As shown in Figure 1, the GCF-Net network structure proposed in this paper consists of an Interactive Feature Extraction Network (IFE-Net), Cross-Layer Interactive Fusion Network (CIF-Net), Interactive Fusion Module (IFM), and three detectors with different sizes. Firstly, the local and global contextual defect features are fully extracted from the input feature map through the IFE-Net. The IFE-Net consists of five feature extraction modules, and each layer downsamples the input feature map twice as much as the original one. Secondly, the features at all levels extracted from the IFE-Net pass through the CIF-Net, and the fine-grained information lost during the gradual refinement of features is compensated by the fusion of adjacent layers, so as to improve the recognition ability of targets at different scales. Then, the output of the CIF-Net is input to the IFM, and the dynamic feature selection process is used to adjust the features to be fused from the perspectives of channel and space, so as to improve the recognition of complex background defects. Finally, the features fused by the IFM are input into three detection heads with different sizes to enhance the attention of the network to the key areas around the target object and output the defect detection results.

The IFE-Net constructed in this paper is shown in Figure 2. M1 is composed of a convolution unit, and M2–M4 are composed of a convolution unit and a local modeling feature extraction module (LMF). The LMF module fully extracts the local details of steel surface defects, and the local feature extraction module (LS Block) is used to enhance the local feature extraction, while the residual feature extraction module (RG Block) is used to retain and utilize the spatial structure information of the image. M5 is a Global Attention Interaction Module (AIM) designed in this paper. The local features extracted by the LMF module are input into the AIM at the end of the network, and then the global contextual information of the image is captured. The features in different channel groups are deeply fused by point-by-point convolution, so as to realize information interaction and feature enhancement between channels and improve the detection ability of the model under various background noises and interferences.

3.1. Local Modeling Feature Extraction Module

In an effort to thoroughly capture the local characteristics of the steel surface defects, and to more precisely detect and differentiate between various types of defects, this study introduces a local modeling feature extraction module (LMF), as illustrated in Figure 3. A local feature extraction module (LS Block) is used to enhance the extraction of local features. Because standard convolution often adopts cross-channel information mixing when extracting features, it cannot effectively extract local information between different channels, and at the same time it brings a large amount of parameters. Therefore, for a given input feature, it first carries out depth-separable convolution, which effectively extracts the local spatial information of the input feature map for each input channel without mixing the channel information, while reducing the calculation cost and the number of parameters, and then carries out batch normalization, and finally adjusts the number of channels through 1 × 1 convolution to extract fine-grained features.

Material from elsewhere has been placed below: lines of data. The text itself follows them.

//! Post-transfer verification.
//!
//! A [`VerificationProvider`] answers three questions about the remote
//! file (checksum, size, modification time) and one about the local side.
//! [`verify_transfer`] combines them according to the [`FtpVerify`] method
//! bits. A checksum the server cannot produce falls back to a size check.

use crate::ftp::control::ControlChannel;
use crate::ftp::error::FtpResult;
use crate::ftp::types::FtpVerify;
use async_trait::async_trait;
use chrono::{DateTime, Utc};
use serde::{Deserialize, Serialize};
use sha2::{Digest, Sha256};
use std::path::Path;
use tokio::io::AsyncReadExt;

/// Largest clock difference accepted by the DATE check.
const DATE_TOLERANCE_SECS: i64 = 1;

#[derive(Debug, Clone, PartialEq, Eq, Serialize, Deserialize)]
#[serde(rename_all = "camelCase")]
pub struct FtpHash {
    pub algorithm: String,
    /// Lower-case hex digest.
    pub value: String,
}

/// The local half of a transfer.
#[derive(Debug, Clone, Copy)]
pub enum LocalSide<'a> {
    File(&'a Path),
    Bytes(&'a [u8]),
}

#[async_trait]
pub trait VerificationProvider: Send + Sync {
    async fn remote_checksum(
        &self,
        control: &mut ControlChannel,
        path: &str,
    ) -> FtpResult<Option<FtpHash>>;

    async fn remote_size(&self, control: &mut ControlChannel, path: &str) -> FtpResult<Option<u64>>;

    async fn remote_modified(
        &self,
        control: &mut ControlChannel,
        path: &str,
    ) -> FtpResult<Option<DateTime<Utc>>>;

    /// Whether the local data hashes to `hash`.
    async fn local_matches(&self, hash: &FtpHash, local: LocalSide<'_>) -> FtpResult<bool>;
}

/// Asks the server (HASH/XSHA256, SIZE, MDTM) and hashes locally with SHA-256.
#[derive(Debug, Default, Clone, Copy)]
pub struct ServerVerifier;

#[async_trait]
impl VerificationProvider for ServerVerifier {
    async fn remote_checksum(
        &self,
        control: &mut ControlChannel,
        path: &str,
    ) -> FtpResult<Option<FtpHash>> {
        control.remote_hash(path).await
    }

    async fn remote_size(&self, control: &mut ControlChannel, path: &str) -> FtpResult<Option<u64>> {
        control.file_size(path).await
    }

    async fn remote_modified(
        &self,
        control: &mut ControlChannel,
        path: &str,
    ) -> FtpResult<Option<DateTime<Utc>>> {
        control.modified_time(path).await
    }

    async fn local_matches(&self, hash: &FtpHash, local: LocalSide<'_>) -> FtpResult<bool> {
        if !hash.algorithm.eq_ignore_ascii_case("SHA-256") {
            log::warn!("Unsupported hash algorithm {}", hash.algorithm);
            return Ok(false);
        }
        let digest = match local {
            LocalSide::Bytes(bytes) => sha256_hex(bytes),
            LocalSide::File(path) => sha256_file(path).await?,
        };
        Ok(digest.eq_ignore_ascii_case(&hash.value))
    }
}

pub fn sha256_hex(bytes: &[u8]) -> String {
    hex::encode(Sha256::digest(bytes))
}

pub async fn sha256_file(path: &Path) -> FtpResult<String> {
    let mut file = tokio::fs::File::open(path).await?;
    let mut hasher = Sha256::new();
    let mut buf = vec![0u8; 65_536];
    loop {
        let n = file.read(&mut buf).await?;
        if n == 0 {
            break;
        }
        hasher.update(&buf[..n]);
    }
    Ok(hex::encode(hasher.finalize()))
}

/// Run the checks selected by `methods`. Local or remote errors count as a
/// failed check; only cancellation is returned as an error.
pub async fn verify_transfer(
    verifier: &dyn VerificationProvider,
    control: &mut ControlChannel,
    methods: FtpVerify,
    remote_path: &str,
    local: LocalSide<'_>,
) -> FtpResult<bool> {
    match run_checks(verifier, control, methods, remote_path, local).await {
        Ok(ok) => Ok(ok),
        Err(e) if e.is_cancelled() => Err(e),
        Err(e) => {
            log::warn!("Verification of {} failed with an error: {}", remote_path, e);
            Ok(false)
        }
    }
}

async fn run_checks(
    verifier: &dyn VerificationProvider,
    control: &mut ControlChannel,
    methods: FtpVerify,
    remote_path: &str,
    local: LocalSide<'_>,
) -> FtpResult<bool> {
    let mut check_size = methods.contains(FtpVerify::SIZE);

    if methods.contains(FtpVerify::CHECKSUM) {
        match verifier.remote_checksum(control, remote_path).await? {
            Some(hash) => {
                if !verifier.local_matches(&hash, local).await? {
                    log::warn!("Checksum mismatch for {}", remote_path);
                    return Ok(false);
                }
            }
            None => {
                log::debug!("No server checksum for {}, comparing sizes", remote_path);
                check_size = true;
            }
        }
    }

    if check_size {
        let local_len = local_len(local).await?;
        match verifier.remote_size(control, remote_path).await? {
            Some(remote_len) if remote_len != local_len => {
                log::warn!(
                    "Size mismatch for {}: remote {} local {}",
                    remote_path,
                    remote_len,
                    local_len
                );
                return Ok(false);
            }
            Some(_) => {}
            None => log::debug!("Remote size of {} unavailable, size check skipped", remote_path),
        }
    }

    if methods.contains(FtpVerify::DATE) {
        if let LocalSide::File(path) = local {
            let local_time: DateTime<Utc> = tokio::fs::metadata(path).await?.modified()?.into();
            match verifier.remote_modified(control, remote_path).await? {
                Some(remote_time)
                    if (remote_time - local_time).num_seconds().abs() > DATE_TOLERANCE_SECS =>
                {
                    log::warn!(
                        "Modification time mismatch for {}: remote {} local {}",
                        remote_path,
                        remote_time,
                        local_time
                    );
                    return Ok(false);
                }
                Some(_) => {}
                None => log::debug!("MDTM of {} unavailable, date check skipped", remote_path),
            }
        }
    }

    Ok(true)
}

async fn local_len(local: LocalSide<'_>) -> FtpResult<u64> {
    Ok(match local {
        LocalSide::Bytes(bytes) => bytes.len() as u64,
        LocalSide::File(path) => tokio::fs::metadata(path).await?.len(),
    })
}

#[cfg(test)]
mod tests {
    use super::*;

    #[test]
    fn sha256_of_known_input() {
        assert_eq!(
            sha256_hex(b"abc"),
            "ba7816bf8f01cfea414140de5dae2223b00361a396177a9cb410ff61f20015ad"
        );
    }

    #[tokio::test]
    async fn local_hash_matches_file_and_bytes() {
        let dir = tempfile::tempdir().unwrap();
        let path = dir.path().join("data.bin");
        tokio::fs::write(&path, b"abc").await.unwrap();

        let hash = FtpHash {
            algorithm: "SHA-256".into(),
            value: sha256_hex(b"abc"),
        };
        let verifier = ServerVerifier;
        assert!(verifier.local_matches(&hash, LocalSide::File(&path)).await.unwrap());
        assert!(verifier.local_matches(&hash, LocalSide::Bytes(b"abc")).await.unwrap());
        assert!(!verifier.local_matches(&hash, LocalSide::Bytes(b"abd")).await.unwrap());

        let md5 = FtpHash {
            algorithm: "MD5".into(),
            value: "900150983cd24fb0d6963f7d28e17f72".into(),
        };
        assert!(!verifier.local_matches(&md5, LocalSide::Bytes(b"abc")).await.unwrap());
    }
}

To prevent the gradient degeneration in deep neural networks and enhance the reusability and expressive ability of the features, this paper uses the residual feature extraction module (RG Block) to retain and utilize the spatial structural information of images and reuse the input features. Specifically, first, the channels are mixed through a 1 × 1 convolution layer, and then one branch continues to pass through another 1 × 1 convolution layer, followed by a 3 × 3 depth-separable convolution to extract spatial features. Finally, the characteristic channels are further mixed through a 1 × 1 convolution layer. The design of the whole module aims to reduce the calculation cost and return the gradient more effectively through residual connection, and the calculation cost is lower, while retaining and utilizing the spatial structural information of the image, thus improving the performance of the model. The RG Block can be expressed by Formulae (1) and (2):

F^{'} = S i l u (D W C o n v_{3} (C o n v_{1} (F)) + C o n v_{1} (F))

(1)

F^{″} = C o n v_{1} (C o n v_{1} (F) \times F^{'})

(2)

where F is the input characteristic diagram, F′ is the output characteristic of the residual differential branch in the right half of the RG Block module, and F″ is the output characteristic of the RG Block module.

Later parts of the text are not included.